Task statement
Every entry must be transcribed without alteration.

Supplied records
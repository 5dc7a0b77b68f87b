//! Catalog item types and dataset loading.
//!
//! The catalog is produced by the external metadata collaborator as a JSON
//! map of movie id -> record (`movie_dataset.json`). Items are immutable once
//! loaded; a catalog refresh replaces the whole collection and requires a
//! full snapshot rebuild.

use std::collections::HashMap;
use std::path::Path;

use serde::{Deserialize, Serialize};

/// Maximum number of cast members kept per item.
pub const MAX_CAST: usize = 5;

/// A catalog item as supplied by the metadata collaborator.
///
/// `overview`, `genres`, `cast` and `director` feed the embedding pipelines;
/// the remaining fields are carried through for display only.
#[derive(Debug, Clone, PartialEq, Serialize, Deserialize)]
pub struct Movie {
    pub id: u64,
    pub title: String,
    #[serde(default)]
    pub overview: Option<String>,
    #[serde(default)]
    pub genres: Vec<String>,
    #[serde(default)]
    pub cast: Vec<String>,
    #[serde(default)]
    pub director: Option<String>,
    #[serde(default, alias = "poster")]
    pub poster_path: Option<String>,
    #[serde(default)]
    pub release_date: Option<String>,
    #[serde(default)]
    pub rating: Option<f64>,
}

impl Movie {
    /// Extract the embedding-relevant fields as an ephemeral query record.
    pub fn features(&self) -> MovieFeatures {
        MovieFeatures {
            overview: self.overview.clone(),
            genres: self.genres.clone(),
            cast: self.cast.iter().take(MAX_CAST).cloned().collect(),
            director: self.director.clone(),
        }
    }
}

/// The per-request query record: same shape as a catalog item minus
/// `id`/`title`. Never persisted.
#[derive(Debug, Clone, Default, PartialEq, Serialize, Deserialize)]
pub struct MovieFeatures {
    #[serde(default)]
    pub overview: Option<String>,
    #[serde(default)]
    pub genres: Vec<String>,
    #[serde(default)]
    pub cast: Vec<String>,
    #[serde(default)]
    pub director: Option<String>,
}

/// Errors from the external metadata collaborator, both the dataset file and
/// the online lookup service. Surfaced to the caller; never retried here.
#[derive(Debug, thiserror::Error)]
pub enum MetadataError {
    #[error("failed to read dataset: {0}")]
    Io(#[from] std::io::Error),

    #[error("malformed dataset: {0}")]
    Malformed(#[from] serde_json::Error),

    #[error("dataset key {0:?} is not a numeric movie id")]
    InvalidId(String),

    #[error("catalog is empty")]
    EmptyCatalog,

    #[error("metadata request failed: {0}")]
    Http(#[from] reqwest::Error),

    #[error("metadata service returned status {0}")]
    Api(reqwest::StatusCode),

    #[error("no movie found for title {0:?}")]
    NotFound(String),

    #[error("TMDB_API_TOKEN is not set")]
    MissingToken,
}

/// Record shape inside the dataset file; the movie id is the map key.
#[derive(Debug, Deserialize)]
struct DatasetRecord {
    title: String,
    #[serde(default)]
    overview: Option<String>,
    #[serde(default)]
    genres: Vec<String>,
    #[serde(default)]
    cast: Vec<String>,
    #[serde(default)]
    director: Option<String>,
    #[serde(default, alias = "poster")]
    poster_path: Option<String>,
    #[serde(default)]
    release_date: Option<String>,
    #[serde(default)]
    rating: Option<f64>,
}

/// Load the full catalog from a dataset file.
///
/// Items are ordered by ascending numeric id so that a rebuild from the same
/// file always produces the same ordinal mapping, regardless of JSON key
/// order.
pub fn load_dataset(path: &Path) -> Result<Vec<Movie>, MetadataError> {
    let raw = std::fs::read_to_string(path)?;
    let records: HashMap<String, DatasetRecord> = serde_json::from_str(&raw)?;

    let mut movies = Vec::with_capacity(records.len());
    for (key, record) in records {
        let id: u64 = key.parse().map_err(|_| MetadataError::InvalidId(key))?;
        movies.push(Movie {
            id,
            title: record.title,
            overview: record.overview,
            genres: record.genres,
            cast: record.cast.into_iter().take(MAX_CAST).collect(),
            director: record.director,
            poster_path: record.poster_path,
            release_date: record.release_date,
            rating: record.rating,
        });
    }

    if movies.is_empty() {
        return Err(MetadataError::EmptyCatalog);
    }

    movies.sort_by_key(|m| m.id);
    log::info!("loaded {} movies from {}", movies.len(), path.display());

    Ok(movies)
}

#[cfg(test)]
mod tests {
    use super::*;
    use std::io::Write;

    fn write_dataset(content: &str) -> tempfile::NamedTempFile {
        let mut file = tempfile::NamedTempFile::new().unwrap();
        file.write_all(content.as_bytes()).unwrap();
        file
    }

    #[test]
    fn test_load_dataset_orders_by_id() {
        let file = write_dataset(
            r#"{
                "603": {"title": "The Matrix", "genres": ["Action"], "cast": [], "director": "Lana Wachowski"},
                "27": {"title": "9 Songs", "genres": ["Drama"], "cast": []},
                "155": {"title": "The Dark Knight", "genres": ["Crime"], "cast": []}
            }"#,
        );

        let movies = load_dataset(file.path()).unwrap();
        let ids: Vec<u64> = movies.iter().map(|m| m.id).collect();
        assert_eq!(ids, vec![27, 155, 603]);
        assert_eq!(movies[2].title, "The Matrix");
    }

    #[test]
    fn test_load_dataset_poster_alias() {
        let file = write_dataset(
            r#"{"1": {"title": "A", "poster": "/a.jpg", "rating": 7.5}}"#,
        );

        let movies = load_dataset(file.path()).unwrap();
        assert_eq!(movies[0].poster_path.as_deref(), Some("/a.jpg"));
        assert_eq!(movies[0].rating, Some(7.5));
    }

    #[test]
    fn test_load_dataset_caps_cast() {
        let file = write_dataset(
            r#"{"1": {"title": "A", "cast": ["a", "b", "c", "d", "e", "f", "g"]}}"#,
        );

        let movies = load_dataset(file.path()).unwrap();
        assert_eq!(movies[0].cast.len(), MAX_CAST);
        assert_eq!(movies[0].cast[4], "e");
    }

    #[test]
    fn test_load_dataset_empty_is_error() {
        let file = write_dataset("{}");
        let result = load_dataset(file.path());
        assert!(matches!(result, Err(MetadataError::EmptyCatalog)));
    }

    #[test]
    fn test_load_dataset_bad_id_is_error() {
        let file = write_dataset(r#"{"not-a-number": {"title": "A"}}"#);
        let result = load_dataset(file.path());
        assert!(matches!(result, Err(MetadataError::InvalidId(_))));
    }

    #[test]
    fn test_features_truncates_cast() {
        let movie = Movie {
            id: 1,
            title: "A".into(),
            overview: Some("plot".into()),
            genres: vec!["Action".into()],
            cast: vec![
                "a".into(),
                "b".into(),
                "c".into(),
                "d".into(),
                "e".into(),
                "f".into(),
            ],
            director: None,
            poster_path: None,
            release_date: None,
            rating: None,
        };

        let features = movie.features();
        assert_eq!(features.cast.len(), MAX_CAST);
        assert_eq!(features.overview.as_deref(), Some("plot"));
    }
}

Result below
repository 5dc7a0b77b68f87b
//! Catalog item types and dataset loading.
//!
//! The catalog is produced by the external metadata collaborator as a JSON
//! map of movie id -> record (`movie_dataset.json`). Items are immutable once
//! loaded; a catalog refresh replaces the whole collection and requires a
//! full snapshot rebuild.

use std::collections::HashMap;
use std::path::Path;

use serde::{Deserialize, Serialize};

/// Maximum number of cast members kept per item.
pub const MAX_CAST: usize = 5;

/// A catalog item as supplied by the metadata collaborator.
///
/// `overview`, `genres`, `cast` and `director` feed the embedding pipelines;
/// the remaining fields are carried through for display only.
#[derive(Debug, Clone, PartialEq, Serialize, Deserialize)]
pub struct Movie {
    pub id: u64,
    pub title: String,
    #[serde(default)]
    pub overview: Option<String>,
    #[serde(default)]
    pub genres: Vec<String>,
    #[serde(default)]
    pub cast: Vec<String>,
    #[serde(default)]
    pub director: Option<String>,
    #[serde(default, alias = "poster")]
    pub poster_path: Option<String>,
    #[serde(default)]
    pub release_date: Option<String>,
    #[serde(default)]
    pub rating: Option<f64>,
}

impl Movie {
    /// Extract the embedding-relevant fields as an ephemeral query record.
    pub fn features(&self) -> MovieFeatures {
        MovieFeatures {
            overview: self.overview.clone(),
            genres: self.genres.clone(),
            cast: self.cast.iter().take(MAX_CAST).cloned().collect(),
            director: self.director.clone(),
        }
    }
}

/// The per-request query record: same shape as a catalog item minus
/// `id`/`title`. Never persisted.
#[derive(Debug, Clone, Default, PartialEq, Serialize, Deserialize)]
pub struct MovieFeatures {
    #[serde(default)]
    pub overview: Option<String>,
    #[serde(default)]
    pub genres: Vec<String>,
    #[serde(default)]
    pub cast: Vec<String>,
    #[serde(default)]
    pub director: Option<String>,
}

/// Errors from the external metadata collaborator, both the dataset file and
/// the online lookup service. Surfaced to the caller; never retried here.
#[derive(Debug, thiserror::Error)]
pub enum MetadataError {
    #[error("failed to read dataset: {0}")]
    Io(#[from] std::io::Error),

    #[error("malformed dataset: {0}")]
    Malformed(#[from] serde_json::Error),

    #[error("dataset key {0:?} is not a numeric movie id")]
    InvalidId(String),

    #[error("catalog is empty")]
    EmptyCatalog,

    #[error("metadata request failed: {0}")]
    Http(#[from] reqwest::Error),

    #[error("metadata service returned status {0}")]
    Api(reqwest::StatusCode),

    #[error("no movie found for title {0:?}")]
    NotFound(String),

    #[error("TMDB_API_TOKEN is not set")]
    MissingToken,
}

/// Record shape inside the dataset file; the movie id is the map key.
#[derive(Debug, Deserialize)]
struct DatasetRecord {
    title: String,
    #[serde(default)]
    overview: Option<String>,
    #[serde(default)]
    genres: Vec<String>,
    #[serde(default)]
    cast: Vec<String>,
    #[serde(default)]
    director: Option<String>,
    #[serde(default, alias = "poster")]
    poster_path: Option<String>,
    #[serde(default)]
    release_date: Option<String>,
    #[serde(default)]
    rating: Option<f64>,
}

/// Load the full catalog from a dataset file.
///
/// Items are ordered by ascending numeric id so that a rebuild from the same
/// file always produces the same ordinal mapping, regardless of JSON key
/// order.
pub fn load_dataset(path: &Path) -> Result<Vec<Movie>, MetadataError> {
    let raw = std::fs::read_to_string(path)?;
    let records: HashMap<String, DatasetRecord> = serde_json::from_str(&raw)?;

    let mut movies = Vec::with_capacity(records.len());
    for (key, record) in records {
        let id: u64 = key.parse().map_err(|_| MetadataError::InvalidId(key))?;
        movies.push(Movie {
            id,
            title: record.title,
            overview: record.overview,
            genres: record.genres,
            cast: record.cast.into_iter().take(MAX_CAST).collect(),
            director: record.director,
            poster_path: record.poster_path,
            release_date: record.release_date,
            rating: record.rating,
        });
    }

    if movies.is_empty() {
        return Err(MetadataError::EmptyCatalog);
    }

    movies.sort_by_key(|m| m.id);
    log::info!("loaded {} movies from {}", movies.len(), path.display());

    Ok(movies)
}

#[cfg(test)]
mod tests {
    use super::*;
    use std::io::Write;

    fn write_dataset(content: &str) -> tempfile::NamedTempFile {
        let mut file = tempfile::NamedTempFile::new().unwrap();
        file.write_all(content.as_bytes()).unwrap();
        file
    }

    #[test]
    fn test_load_dataset_orders_by_id() {
        let file = write_dataset(
            r#"{
                "603": {"title": "The Matrix", "genres": ["Action"], "cast": [], "director": "Lana Wachowski"},
                "27": {"title": "9 Songs", "genres": ["Drama"], "cast": []},
                "155": {"title": "The Dark Knight", "genres": ["Crime"], "cast": []}
            }"#,
        );

        let movies = load_dataset(file.path()).unwrap();
        let ids: Vec<u64> = movies.iter().map(|m| m.id).collect();
        assert_eq!(ids, vec![27, 155, 603]);
        assert_eq!(movies[2].title, "The Matrix");
    }

    #[test]
    fn test_load_dataset_poster_alias() {
        let file = write_dataset(
            r#"{"1": {"title": "A", "poster": "/a.jpg", "rating": 7.5}}"#,
        );

        let movies = load_dataset(file.path()).unwrap();
        assert_eq!(movies[0].poster_path.as_deref(), Some("/a.jpg"));
        assert_eq!(movies[0].rating, Some(7.5));
    }

    #[test]
    fn test_load_dataset_caps_cast() {
        let file = write_dataset(
            r#"{"1": {"title": "A", "cast": ["a", "b", "c", "d", "e", "f", "g"]}}"#,
        );

        let movies = load_dataset(file.path()).unwrap();
        assert_eq!(movies[0].cast.len(), MAX_CAST);
        assert_eq!(movies[0].cast[4], "e");
    }

    #[test]
    fn test_load_dataset_empty_is_error() {
        let file = write_dataset("{}");
        let result = load_dataset(file.path());
        assert!(matches!(result, Err(MetadataError::EmptyCatalog)));
    }

    #[test]
    fn test_load_dataset_bad_id_is_error() {
        let file = write_dataset(r#"{"not-a-number": {"title": "A"}}"#);
        let result = load_dataset(file.path());
        assert!(matches!(result, Err(MetadataError::InvalidId(_))));
    }

    #[test]
    fn test_features_truncates_cast() {
        let movie = Movie {
            id: 1,
            title: "A".into(),
            overview: Some("plot".into()),
            genres: vec!["Action".into()],
            cast: vec![
                "a".into(),
                "b".into(),
                "c".into(),
                "d".into(),
                "e".into(),
                "f".into(),
            ],
            director: None,
            poster_path: None,
            release_date: None,
            rating: None,
        };

        let features = movie.features();
        assert_eq!(features.cast.len(), MAX_CAST);
        assert_eq!(features.overview.as_deref(), Some("plot"));
    }
}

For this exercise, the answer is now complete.